On y retrouve ainsi l'éclairage des fenêtres imposé aux
habitants par les Allemands dès le 8 août.
Mais si l'on savait le combat de Blâmont un peu confus, les
précisions apportées ici soulèvent bien des interrogations :
-
ce serait le
85ème
régiment d'infanterie qui aurait seul conquis Blâmont,
sans le soutien du 95ème, puisqu'on voit ce dernier régiment entrer
sans heurt dans la ville et se regrouper près de la mairie ;
-
où s'est déroulée
l'attaque de nuit à la baïonnette ? Au nord est de Blâmont
et non entre la ville et le bois de Trion (où deux lignes de
tranchées avaient pourtant été repérées par avions) ?

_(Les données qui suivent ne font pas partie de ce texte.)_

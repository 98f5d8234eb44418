//! Most-similar selection: match duplicates guide the pick, the lowest
//! difference metric settles everything else.

use super::{apply_single, apply_two, rules, SelectorConfig};
use crate::cycle::Cycle;

/// Maximum relative gap between a duplicate's metric and the lowest.
const CLOSE_RATIO: f64 = 0.9;
/// Maximum normalized gap between a duplicate and the lowest.
const CLOSE_NORMALIZED: f64 = 0.20;
/// Maximum normalized gap for an isolated duplicate pick.
const ISOLATED_NORMALIZED: f64 = 1.0;

pub(super) fn decide(config: &SelectorConfig, p: &mut Cycle, c: &mut Cycle, n: &mut Cycle) {
    let quota = c.drop_quota();
    if !c.lowest_set {
        c.set_lowest(false);
    }
    if config.cycle_r > 1 {
        c.set_decimate_low(quota);
        return;
    }
    if !p.dups_set {
        p.set_dups_matches_self();
    }
    if !c.dups_set {
        c.set_dups_matches(p);
    }
    if !n.dups_set {
        n.set_dups_matches(c);
    }

    let hint = rules::d2v_hint(p, c, n, false);
    if c.dup_count == 0 && hint.is_none() {
        c.set_decimate_low(quota);
        return;
    }
    // override drops take the place of every heuristic
    if c.drop_count() > 0 {
        c.set_decimate_low(quota);
        return;
    }
    if let Some(slot) = hint {
        apply_single(c, slot, quota);
        return;
    }

    if c.dup_count == 1 {
        match confirmed_single_dup(p, c, n) {
            Some(slot) => apply_single(c, slot, quota),
            // unconfirmed duplicate: fall back to the lowest metric
            None => c.set_decimate_low(quota),
        }
        return;
    }

    if let Some((first, second)) = neighbor_aligned_pair(p, c, n) {
        apply_two(config, c, first, second);
        return;
    }
    match isolated_dup(p, c, n) {
        Some(slot) => apply_single(c, slot, quota),
        None => c.set_decimate_low(quota),
    }
}

fn first_dup(c: &Cycle) -> Option<usize> {
    c.slots().find(|&i| c.dup[i])
}

/// The single flagged duplicate, accepted when its metric is close to the
/// lowest or both neighbors have a lone duplicate at the same slot.
fn confirmed_single_dup(p: &Cycle, c: &Cycle, n: &Cycle) -> Option<usize> {
    let saved = first_dup(c)?;
    if !c.can_drop(saved) {
        return None;
    }
    let low = c.lowest[0]?;
    let close = saved == low
        || c.selection_metric(saved) as f64 * CLOSE_RATIO <= c.selection_metric(low) as f64
        || (c.diff_n[low] - c.diff_n[saved]).abs() < CLOSE_NORMALIZED;
    if close || neighbors_share_dup(p, n, saved) {
        Some(saved)
    } else {
        None
    }
}

fn lone_lowest_dup(c: &Cycle) -> Option<usize> {
    if c.dup_count != 1 {
        return None;
    }
    let slot = first_dup(c)?;
    (rules::lowest_slot(c) == Some(slot)).then_some(slot)
}

fn neighbors_share_dup(p: &Cycle, n: &Cycle, slot: usize) -> bool {
    lone_lowest_dup(p) == Some(slot) && lone_lowest_dup(n) == Some(slot)
}

/// Two duplicates sitting where the previous and next cycles have their
/// lone duplicates, both among the two lowest metrics and not adjacent.
fn neighbor_aligned_pair(p: &Cycle, c: &Cycle, n: &Cycle) -> Option<(usize, usize)> {
    if c.dup_count != 2 {
        return None;
    }
    let saved_p = lone_lowest_dup(p)?;
    let saved_n = lone_lowest_dup(n)?;
    if saved_p == saved_n {
        return None;
    }
    let dups: Vec<usize> = c.slots().filter(|&i| c.dup[i]).collect();
    let (c1, c2) = (dups[0], dups[1]);
    if c1 != saved_p || c2 != saved_n {
        return None;
    }
    let lowest = c.lowest;
    if !lowest.contains(&Some(c1)) || !lowest.contains(&Some(c2)) {
        return None;
    }
    (c1.abs_diff(c2) > 1 && c.can_drop(c1) && c.can_drop(c2)).then_some((c1, c2))
}

/// Isolated duplicate with the strongest motion on both sides.
fn isolated_dup(p: &Cycle, c: &Cycle, n: &Cycle) -> Option<usize> {
    let low = c.lowest[0]?;
    let mut isolated = 0;
    let mut best: Option<(usize, u64)> = None;
    for i in c.slots() {
        if !rules::is_isolated_dup(p, c, n, i) {
            continue;
        }
        isolated += 1;
        let before = if i == c.cycle_s {
            p.cycle_e.checked_sub(1).map_or(u64::MAX, |k| p.metric(k))
        } else {
            c.metric(i - 1)
        };
        let after = if i + 1 == c.cycle_e {
            n.metric(n.cycle_s)
        } else {
            c.metric(i + 1)
        };
        let sum = before.saturating_add(after);
        let better = match best {
            None => true,
            Some((_, best_sum)) => {
                sum > best_sum
                    && before > c.metric(i)
                    && after > c.metric(i)
                    && (c.diff_n[i] - c.diff_n[low]).abs() < ISOLATED_NORMALIZED
            }
        };
        if better {
            best = Some((i, sum));
        }
    }
    let (slot, _) = best?;
    let among_lowest = c.lowest[..isolated.min(2)].contains(&Some(slot));
    (among_lowest && c.can_drop(slot)).then_some(slot)
}

#[cfg(test)]
mod tests {
    use super::*;
    use crate::cycle::tests::cycle_with;
    use crate::cycle::BlendOutcome;
    use pretty_assertions::assert_eq;

    fn config() -> SelectorConfig {
        SelectorConfig {
            strategy: super::super::Strategy::MostSimilar,
            ..Default::default()
        }
    }

    #[test]
    fn test_no_match_dup_takes_lowest() {
        let mut p = cycle_with(0, &[40, 40, 40, 40, 40], "ccccc");
        let mut c = cycle_with(5, &[40, 38, 20, 41, 39], "ccccc");
        let mut n = cycle_with(10, &[40, 40, 40, 40, 40], "ccccc");
        decide(&config(), &mut p, &mut c, &mut n);
        assert_eq!(c.dropped_slots(), vec![2]);
    }

    #[test]
    fn test_single_dup_close_to_lowest() {
        let mut p = cycle_with(0, &[40, 40, 40, 40, 40], "ccccc");
        let mut c = cycle_with(5, &[400, 380, 30, 28, 390], "ccpcc");
        let mut n = cycle_with(10, &[40, 40, 40, 40, 40], "ccccc");
        decide(&config(), &mut p, &mut c, &mut n);
        assert_eq!(c.dropped_slots(), vec![2]);
    }

    #[test]
    fn test_single_dup_far_from_lowest_falls_back() {
        let mut p = cycle_with(0, &[40, 40, 40, 40, 40], "ccccc");
        let mut c = cycle_with(5, &[40, 38, 30, 2, 39], "ccpcc");
        let mut n = cycle_with(10, &[40, 40, 40, 40, 40], "ccccc");
        decide(&config(), &mut p, &mut c, &mut n);
        assert_eq!(c.dropped_slots(), vec![3]);
    }

    #[test]
    fn test_single_dup_confirmed_by_neighbors() {
        let mut p = cycle_with(0, &[40, 40, 1, 40, 40], "ccpcc");
        let mut c = cycle_with(5, &[40, 38, 30, 2, 39], "ccpcc");
        let mut n = cycle_with(10, &[40, 40, 1, 40, 40], "ccpcc");
        decide(&config(), &mut p, &mut c, &mut n);
        assert_eq!(c.dropped_slots(), vec![2]);
    }

    #[test]
    fn test_aligned_pair() {
        let mut p = cycle_with(100, &[40, 2, 40, 40, 40], "cpccc");
        let mut c = cycle_with(105, &[40, 2, 40, 3, 40], "cpcpc");
        let mut n = cycle_with(110, &[40, 40, 40, 2, 40], "cccpc");
        let cfg = SelectorConfig {
            keep_one_of_two: false,
            ..config()
        };
        decide(&cfg, &mut p, &mut c, &mut n);
        assert_eq!(c.dropped_slots(), vec![1, 3]);
        assert_eq!(c.outcome, BlendOutcome::TwoDuplicates);
    }

    #[test]
    fn test_isolated_pick() {
        let mut p = cycle_with(100, &[40, 40, 40, 40, 40], "ccccc");
        let mut c = cycle_with(105, &[40, 2, 40, 3, 40], "cpcpc");
        let mut n = cycle_with(110, &[40, 40, 40, 40, 40], "ccccc");
        decide(&config(), &mut p, &mut c, &mut n);
        assert_eq!(c.dropped_slots(), vec![1]);
    }

    #[test]
    fn test_override_drop_counts() {
        let mut p = cycle_with(100, &[40, 40, 40, 40, 40], "ccccc");
        let mut c = cycle_with(105, &[40, 2, 40, 3, 40], "cpcpc");
        let mut n = cycle_with(110, &[40, 40, 40, 40, 40], "ccccc");
        c.drop_slot(4);
        decide(&config(), &mut p, &mut c, &mut n);
        assert_eq!(c.dropped_slots(), vec![4]);
    }
}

Relisons à ce titre le passage du 14 août dans
Quatre ans sous le joug allemand
Journal d'une religieuse de l'hôpital de Blâmont occupé par
l'Allemagne (Ed. Gérard louis, 2014)
« A six heures du soir, apparition d'une
avant-garde de chasseurs a pied, nos bleus, nos chers petits
bleus de France. La joie se change en délire, nous nous
croyons délivrés. Cependant la bataille de ce soir-là avait
été dure. Les brancardiers civils nous amenèrent beaucoup de
blessés, des Français cette fois. Pendant que mes chères
soeurs s'empressent autour de ceux qu'on dépose à l'hospice,
je pars au collège remplir le même office, car nous n'avions
pas de médecins. Vers minuit, je reviens. A chaque coin de
rue, des sentinelles. « Qui vive ? » me crie-t-on. « France
» sortit spontanément du fond de mon coeur.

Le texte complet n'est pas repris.